Ecobank vise tout particulièrement les sociétés gérées par des femmes
Premier pilier de la stratégie d’Ecobank depuis la prise de fonction d’Ade Ayeyemi à la tête du groupe en 2015 : la conversion de la banque au tout digital. En Côte d’Ivoire, 15 000 personnes téléchargent mensuellement l’application banque mobile, axée sur les particuliers. L’objectif est d’atteindre 1 million de clients. Xpress, le portefeuille électronique, est en nette progression. En une année, la plateforme a enregistré plus de 60 % d’utilisateurs.
Si la construction d’agences physiques n’est plus la priorité, la banque étudiera les opportunités pour étendre son réseau, voire le densifier dans les zones en forte croissance. « Nous ne sommes pas dans une phase de consolidation, mais à l’étape de compétition. Nous voulons être le leader du marché ivoirien », réaffirme le patron de la filiale de Côte d’Ivoire.
Priorité aux PME
Le second axe porte sur la création de nouvelles offres en direction des PME. Le but est d’augmenter largement leur contribution aux revenus de la banque. Pour les financer, 10 milliards de F CFA vont encore être décaissés. Ecobank visera tout particulièrement les sociétés gérées par des femmes. En début d’année, la banque avait lancé le programme « Ellever », permettant notamment aux commerçantes de financer leurs approvisionnements pour un montant pouvant aller jusqu’à 50 millions de F CFA et d’apporter des cautions fournisseurs à hauteur de 100 millions maximum.
Dans toute entreprise en phase de transformation, des problèmes peuvent survenir
Enfin, la banque souhaite être plus agressive au niveau commercial pour profiter de la croissance de son secteur (20 % par an) et augmenter la taille du portefeuille de ses clients de 50 % tous les deux ans.
Tout n’est cependant pas encore parfait pour Ecobank. Fortement ébranlée par la faillite du trader Saf Cacao en 2018, la banque avait provisionné plus de 9 milliards de F CFA, faisant exploser son coût du risque (17,4 milliards). À la fin de 2020, celui-ci (10,8 milliards) était toujours largement supérieur au niveau de 2017 (6,5 milliards). Mais il traduit, selon la direction, le souci de couvrir à plus de 90 % le montant des créances douteuses.
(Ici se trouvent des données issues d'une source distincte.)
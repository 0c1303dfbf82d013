use crate::{
    feature_names::FeatureNameTable,
    volume::{Volume, VolumeError},
    volume_writer::{NiftiScalar, VolumeWriter, VolumeWriterError},
};

use log::{debug, info};
use rayon::prelude::*;
use std::{
    ffi::OsString,
    path::{Path, PathBuf},
};
use thiserror::Error;

pub const DEFAULT_EXTENSION: &str = "nii.gz";

#[derive(Debug, Error)]
pub enum ChannelSplitError {
    #[error(transparent)]
    Volume(#[from] VolumeError),

    #[error("Failed to write channel {channel} ({name}): {source}")]
    Write {
        channel: usize,
        name: String,
        #[source]
        source: VolumeWriterError,
    },
}

/// Splits a multi-channel volume into one single-channel volume per channel
pub struct ChannelSplitter<'a> {
    names: &'a FeatureNameTable,
    extension: String,
}

impl<'a> ChannelSplitter<'a> {
    pub fn new(names: &'a FeatureNameTable) -> Self {
        Self {
            names,
            extension: DEFAULT_EXTENSION.to_string(),
        }
    }

    /// File extension of the outputs, without the leading dot
    pub fn with_extension(mut self, extension: impl Into<String>) -> Self {
        self.extension = extension.into().trim_start_matches('.').to_string();
        self
    }

    /// Names of the channels of `volume`, index-aligned
    pub fn channel_names<T>(&self, volume: &Volume<T>) -> Vec<String> {
        self.names
            .channel_names(volume.provenance, volume.components())
    }

    /// `<base>_<name>.<extension>` for every channel
    pub fn output_paths<T>(&self, volume: &Volume<T>, base: impl AsRef<Path>) -> Vec<PathBuf> {
        self.channel_names(volume)
            .iter()
            .map(|name| self.output_path(base.as_ref(), name))
            .collect()
    }

    fn output_path(&self, base: &Path, name: &str) -> PathBuf {
        let mut file = OsString::from(base.as_os_str());
        file.push("_");
        file.push(name);
        file.push(".");
        file.push(&self.extension);
        PathBuf::from(file)
    }

    /// Every channel as its own volume, paired with its name, in channel order
    pub fn split<T>(&self, volume: &Volume<T>) -> Result<Vec<(String, Volume<T>)>, ChannelSplitError>
    where
        T: Clone + Send + Sync,
    {
        let channels: Vec<Volume<T>> = (0..volume.components())
            .into_par_iter()
            .map(|channel| volume.select_channel(channel))
            .collect::<Result<_, VolumeError>>()?;

        Ok(self.channel_names(volume).into_iter().zip(channels).collect())
    }

    /// Write every channel next to `base`, one file at a time.
    ///
    /// Each channel is extracted and written before the next one is touched,
    /// so only one extra channel is held in memory. Returns the written paths
    /// in channel order.
    pub fn split_to_files<T>(
        &self,
        volume: &Volume<T>,
        base: impl AsRef<Path>,
    ) -> Result<Vec<PathBuf>, ChannelSplitError>
    where
        T: NiftiScalar,
    {
        let names = self.channel_names(volume);
        let mut written = Vec::with_capacity(names.len());

        for (channel, name) in names.into_iter().enumerate() {
            let path = self.output_path(base.as_ref(), &name);
            let single = volume.select_channel(channel)?;
            VolumeWriter::write(&single, &path).map_err(|source| ChannelSplitError::Write {
                channel,
                name,
                source,
            })?;
            debug!("Channel {channel} -> {}", path.display());
            written.push(path);
        }

        info!(
            "Split {} channel(s) into {}_*.{}",
            written.len(),
            base.as_ref().display(),
            self.extension
        );
        Ok(written)
    }
}

#[cfg(test)]
mod tests {
    use super::*;
    use crate::enums::FeatureSet;
    use crate::volume::Geometry;
    use crate::volume_loader::VolumeLoader;
    use ndarray::Array4;

    fn channels(count: usize) -> Volume<f32> {
        let data = Array4::from_shape_fn((1, 2, 2, count), |(_, y, x, c)| {
            (c * 100 + y * 10 + x) as f32
        });
        Volume::new(data, Geometry::default())
    }

    fn file_names(paths: &[PathBuf]) -> Vec<String> {
        paths
            .iter()
            .map(|path| path.file_name().unwrap().to_string_lossy().into_owned())
            .collect()
    }

    #[test]
    fn eight_channels_are_named_as_co_occurrence_features() {
        let table = FeatureNameTable::default();
        let splitter = ChannelSplitter::new(&table).with_extension("nrrd");
        let paths = splitter.output_paths(&channels(8), "out/case");
        assert_eq!(
            file_names(&paths),
            [
                "case_Energy.nrrd",
                "case_Entropy.nrrd",
                "case_Correlation.nrrd",
                "case_InverseDifferenceMoment.nrrd",
                "case_Inertia.nrrd",
                "case_ClusterShade.nrrd",
                "case_ClusterProminence.nrrd",
                "case_HaralickCorrelation.nrrd"
            ]
        );
        assert_eq!(paths[0].parent(), Some(Path::new("out")));
    }

    #[test]
    fn other_channel_counts_are_numbered() {
        let table = FeatureNameTable::default();
        let splitter = ChannelSplitter::new(&table);
        let paths = splitter.output_paths(&channels(7), "case");
        assert_eq!(paths.len(), 7);
        assert_eq!(paths[0], PathBuf::from("case_1.nii.gz"));
        assert_eq!(paths[6], PathBuf::from("case_7.nii.gz"));
    }

    #[test]
    fn provenance_picks_names_when_count_agrees() {
        let table = FeatureNameTable::default();
        let splitter = ChannelSplitter::new(&table);
        let volume = channels(5).with_provenance(Some(FeatureSet::BoneMorphometry));
        assert_eq!(splitter.channel_names(&volume)[1], "TrabecularThickness");
    }

    #[test]
    fn split_keeps_channel_order_and_values() {
        let table = FeatureNameTable::default();
        let splitter = ChannelSplitter::new(&table);
        let parts = splitter.split(&channels(10)).unwrap();
        assert_eq!(parts.len(), 10);
        for (channel, (name, part)) in parts.iter().enumerate() {
            assert_eq!(name, &table.names(FeatureSet::RunLength)[channel]);
            assert_eq!(part.components(), 1);
            assert_eq!(part.extent(), (2, 2, 1));
            assert_eq!(part.value((1, 1, 0)), Some((channel * 100 + 11) as f32));
        }
    }

    #[test]
    fn split_to_files_writes_one_volume_per_channel() {
        let dir = tempfile::tempdir().unwrap();
        let table = FeatureNameTable::default();
        let splitter = ChannelSplitter::new(&table).with_extension(".nii");
        let volume = channels(3);

        let written = splitter
            .split_to_files(&volume, dir.path().join("scan"))
            .unwrap();
        assert_eq!(file_names(&written), ["scan_1.nii", "scan_2.nii", "scan_3.nii"]);

        let second = VolumeLoader::load(&written[1]).unwrap();
        assert_eq!(second.components(), 1);
        assert_eq!(second.value((1, 0, 0)), Some(101.0));
    }
}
Il y a quelques mois, la grève des employés avait également été perçue avec une certaine inquiétude par les clients de la banque. « Tout est rentré dans l’ordre. Dans toute entreprise en phase de transformation, des problèmes peuvent survenir. Ces tensions ont été discutées et réglées », rassure désormais le directeur général d’Ecobank Côte d’Ivoire.